Riparte l’iter per l’adozione definitiva del regolamento urbanistico della città di Matera; dopo il passaggio nella conferenza di pianificazione, così come da iter legislativo, da parte della precedente amministrazione, il governo De Ruggieri ha dedicato buona parte dell’anno appena passato alla stesura del regolamento di bozza che dovrà essere consegnato ai 33 consiglieri Comunali e alle commissioni urbanistiche per le relative discussioni le quali consentiranno l’approvazione finale. Tra i punti emendati e comunicati quest’oggi, in conferenza stampa, dall’assessore alla pianificazione urbanistica, Francesca Cangelli, quello di carattere politico, essendosi insediata una nuova amministrazione ha detto, che ha delle sue linee strategiche, queste andavano recepite; l’altro punto ancora di carattere politico: “il regolamento urbanistico non contemplava né da punto di vista descrittivo né da quello strategico, la designazione a capitale europea della cultura”. Poi siamo andati sugli aspetti tecnici ha detto ancora la Cangelli; il quadro conoscitivo del territorio di cui si teneva conto era abbastanza datato. C’era una sostanziale differenza tra le tavole e la realtà dei fatti. Nella versione emendata del regolamento urbanistico consegnata il 22 dicembre dall’architetto Nigro abbiamo fatto in modo che quadrasse il bilancio urbanistico il bilancio ambientale e quello dei vincoli idrogeologici. Abbiamo adeguato – inoltre alcune planimetrie rispetto ad alcune situazioni che erano state oggetto di varianti, parliamo di aree come Matera 90, Giardino Porcari, Contrada granulari, Via Gattini.

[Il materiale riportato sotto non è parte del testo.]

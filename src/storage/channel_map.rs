//! Channel-map side files.
//!
//! The acquisition routine reads which array elements fire and which listen
//! from two single-row CSV files in its working directory. They exist only
//! for the duration of a scan.

use crate::error::AppResult;
use serde::{Deserialize, Serialize};
use std::fmt;
use std::ops::RangeInclusive;
use std::path::{Path, PathBuf};
use tracing::{debug, warn};

/// Transmit channel list file name.
pub const SOURCE_FILE: &str = "sourceModes.csv";
/// Receive channel list file name.
pub const RECEIVER_FILE: &str = "receiverModes.csv";

/// Element pairing used by the acquisition routine.
#[derive(
    Debug, Clone, Copy, Default, PartialEq, Eq, Serialize, Deserialize, clap::ValueEnum,
)]
#[serde(rename_all = "lowercase")]
pub enum AcqMode {
    /// Full matrix capture: elements 1-32 transmit, 33-64 receive
    #[default]
    Fmc,
    /// Pulse-echo: elements 1-32 both transmit and receive
    Reflective,
}

impl AcqMode {
    /// Channels that transmit.
    pub fn source_channels(self) -> RangeInclusive<u32> {
        1..=32
    }

    /// Channels that receive.
    pub fn receiver_channels(self) -> RangeInclusive<u32> {
        match self {
            AcqMode::Fmc => 33..=64,
            AcqMode::Reflective => 1..=32,
        }
    }

    /// Name recorded in the archive's `Mode` attribute.
    pub fn label(self) -> &'static str {
        match self {
            AcqMode::Fmc => "FMC",
            AcqMode::Reflective => "Reflective",
        }
    }
}

impl fmt::Display for AcqMode {
    fn fmt(&self, f: &mut fmt::Formatter<'_>) -> fmt::Result {
        f.write_str(self.label())
    }
}

/// The pair of channel files written for one scan.
#[derive(Debug)]
pub struct ChannelFiles {
    source: PathBuf,
    receiver: PathBuf,
}

impl ChannelFiles {
    /// Write both files for `mode` into `dir`, replacing existing ones.
    pub fn write(dir: &Path, mode: AcqMode) -> AppResult<Self> {
        std::fs::create_dir_all(dir)?;
        let files = Self {
            source: dir.join(SOURCE_FILE),
            receiver: dir.join(RECEIVER_FILE),
        };
        write_row(&files.source, mode.source_channels())?;
        write_row(&files.receiver, mode.receiver_channels())?;
        debug!(%mode, dir = %dir.display(), "Wrote channel maps");
        Ok(files)
    }

    /// Path of the transmit channel file.
    pub fn source_path(&self) -> &Path {
        &self.source
    }

    /// Path of the receive channel file.
    pub fn receiver_path(&self) -> &Path {
        &self.receiver
    }

    /// Delete both files. Already missing files are not an error.
    pub fn remove(self) -> AppResult<()> {
        for path in [&self.source, &self.receiver] {
            match std::fs::remove_file(path) {
                Ok(()) => {}
                Err(e) if e.kind() == std::io::ErrorKind::NotFound => {}
                Err(e) => return Err(e.into()),
            }
        }
        debug!("Removed channel maps");
        Ok(())
    }

    /// Leave the files in place after an incomplete scan.
    pub fn keep(self) {
        warn!(
            source = %self.source.display(),
            receiver = %self.receiver.display(),
            "Scan did not complete; channel map files left in place"
        );
    }
}

fn write_row(path: &Path, channels: RangeInclusive<u32>) -> AppResult<()> {
    let mut writer = csv::WriterBuilder::new()
        .has_headers(false)
        .from_path(path)?;
    writer.write_record(channels.map(|c| c.to_string()))?;
    writer.flush()?;
    Ok(())
}

/// Read a channel file back.
pub fn read_channels(path: &Path) -> AppResult<Vec<u32>> {
    let mut reader = csv::ReaderBuilder::new()
        .has_headers(false)
        .from_path(path)?;
    let mut channels = Vec::new();
    for record in reader.deserialize::<Vec<u32>>() {
        channels.extend(record?);
    }
    Ok(channels)
}
//! Read-side archive inspection.
//!
//! [`ArchiveReader`] is implemented for HDF5 files (`storage_hdf5`) and for the
//! in-memory archive; [`InspectReport`] collects the overview the `inspect`
//! subcommand prints.

use crate::error::{AppResult, ScanError};
use crate::storage::archive::{EntryKey, MemoryArchive, ScanMetadata, StoredEntry};
use serde::Serialize;
use std::collections::BTreeMap;
use std::path::Path;

/// Read access to a finished archive.
pub trait ArchiveReader {
    /// Names of the top-level groups (one per transmitter position).
    fn group_names(&self) -> AppResult<Vec<String>>;

    /// Root attributes (scan metadata).
    fn root_attributes(&self) -> AppResult<ScanMetadata>;

    /// Every entry in the archive, ascending.
    fn entry_keys(&self) -> AppResult<Vec<EntryKey>>;

    /// Shape of one entry's dataset.
    fn entry_shape(&self, key: EntryKey) -> AppResult<Vec<usize>>;

    /// One entry's dataset and position attributes.
    fn read_entry(&self, key: EntryKey) -> AppResult<StoredEntry>;
}

impl ArchiveReader for MemoryArchive {
    fn group_names(&self) -> AppResult<Vec<String>> {
        let mut names: Vec<String> = self.keys().iter().map(EntryKey::source_group).collect();
        names.dedup();
        Ok(names)
    }

    fn root_attributes(&self) -> AppResult<ScanMetadata> {
        Ok(self.metadata())
    }

    fn entry_keys(&self) -> AppResult<Vec<EntryKey>> {
        Ok(self.keys())
    }

    fn entry_shape(&self, key: EntryKey) -> AppResult<Vec<usize>> {
        Ok(self.read_entry(key)?.matrix.shape().to_vec())
    }

    fn read_entry(&self, key: EntryKey) -> AppResult<StoredEntry> {
        self.entry(key)
            .ok_or_else(|| ScanError::InvalidEntry(format!("no entry {key} in archive")))
    }
}

/// Open an archive file for reading.
#[cfg(feature = "storage_hdf5")]
pub fn open_reader(path: &Path) -> AppResult<Box<dyn ArchiveReader>> {
    Ok(Box::new(crate::storage::hdf5_archive::Hdf5Reader::open(
        path,
    )?))
}

/// Open an archive file for reading.
#[cfg(not(feature = "storage_hdf5"))]
pub fn open_reader(_path: &Path) -> AppResult<Box<dyn ArchiveReader>> {
    Err(ScanError::FeatureNotEnabled("storage_hdf5".to_string()))
}

/// Overview of one entry.
#[derive(Debug, Clone, Serialize)]
pub struct EntrySummary {
    /// `transmitter{s}/receiver{r}`
    pub path: String,
    /// Dataset dimensions
    pub shape: Vec<usize>,
}

/// Overview of a whole archive.
#[derive(Debug, Clone, Serialize)]
pub struct InspectReport {
    /// Top-level group names
    pub groups: Vec<String>,
    /// Root attributes rendered as text
    pub attributes: BTreeMap<String, String>,
    /// Every entry with its shape
    pub entries: Vec<EntrySummary>,
}

impl InspectReport {
    /// Walk `reader` and collect groups, attributes and entry shapes.
    pub fn collect(reader: &dyn ArchiveReader) -> AppResult<Self> {
        let attributes = reader
            .root_attributes()?
            .iter()
            .map(|(name, value)| (name.clone(), value.to_string()))
            .collect();

        let entries = reader
            .entry_keys()?
            .into_iter()
            .map(|key| {
                Ok(EntrySummary {
                    path: key.to_string(),
                    shape: reader.entry_shape(key)?,
                })
            })
            .collect::<AppResult<Vec<_>>>()?;

        Ok(Self {
            groups: reader.group_names()?,
            attributes,
            entries,
        })
    }

    /// Pairs of the `sources` × `receivers` grid that are absent from the archive.
    pub fn missing(&self, sources: u32, receivers: u32) -> Vec<EntryKey> {
        EntryKey::grid(sources, receivers)
            .filter(|key| {
                let path = key.to_string();
                !self.entries.iter().any(|entry| entry.path == path)
            })
            .collect()
    }
}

Dal punto di vista prospettivo, rispetto alle mutate esigenze della città si è operato per risolvere alcuni problemi. Sono state per esempio predisposte nuove possibilità per le strutture turistico ricettive, sono state poste le basi per un aumento dei parcheggi e gettate quelle per episodi di rigenerazione urbana, come nel caso dell’area ex Barilla, per Vico Piave, si è stabilita infine la progettazione integrata pubblico privata come regola. Nel caso dell’area ex Barilla, di proprietà di un privato, nelle intenzioni non ci sono strutture residenziali ma servizi e strutture ricettive che dovrammo risultate remunerative per il proprietario. Auspicabilmente entro la primavera il piano sarò adottato dal Consiglio Comunale prima di una ampia consultazione con la comunità.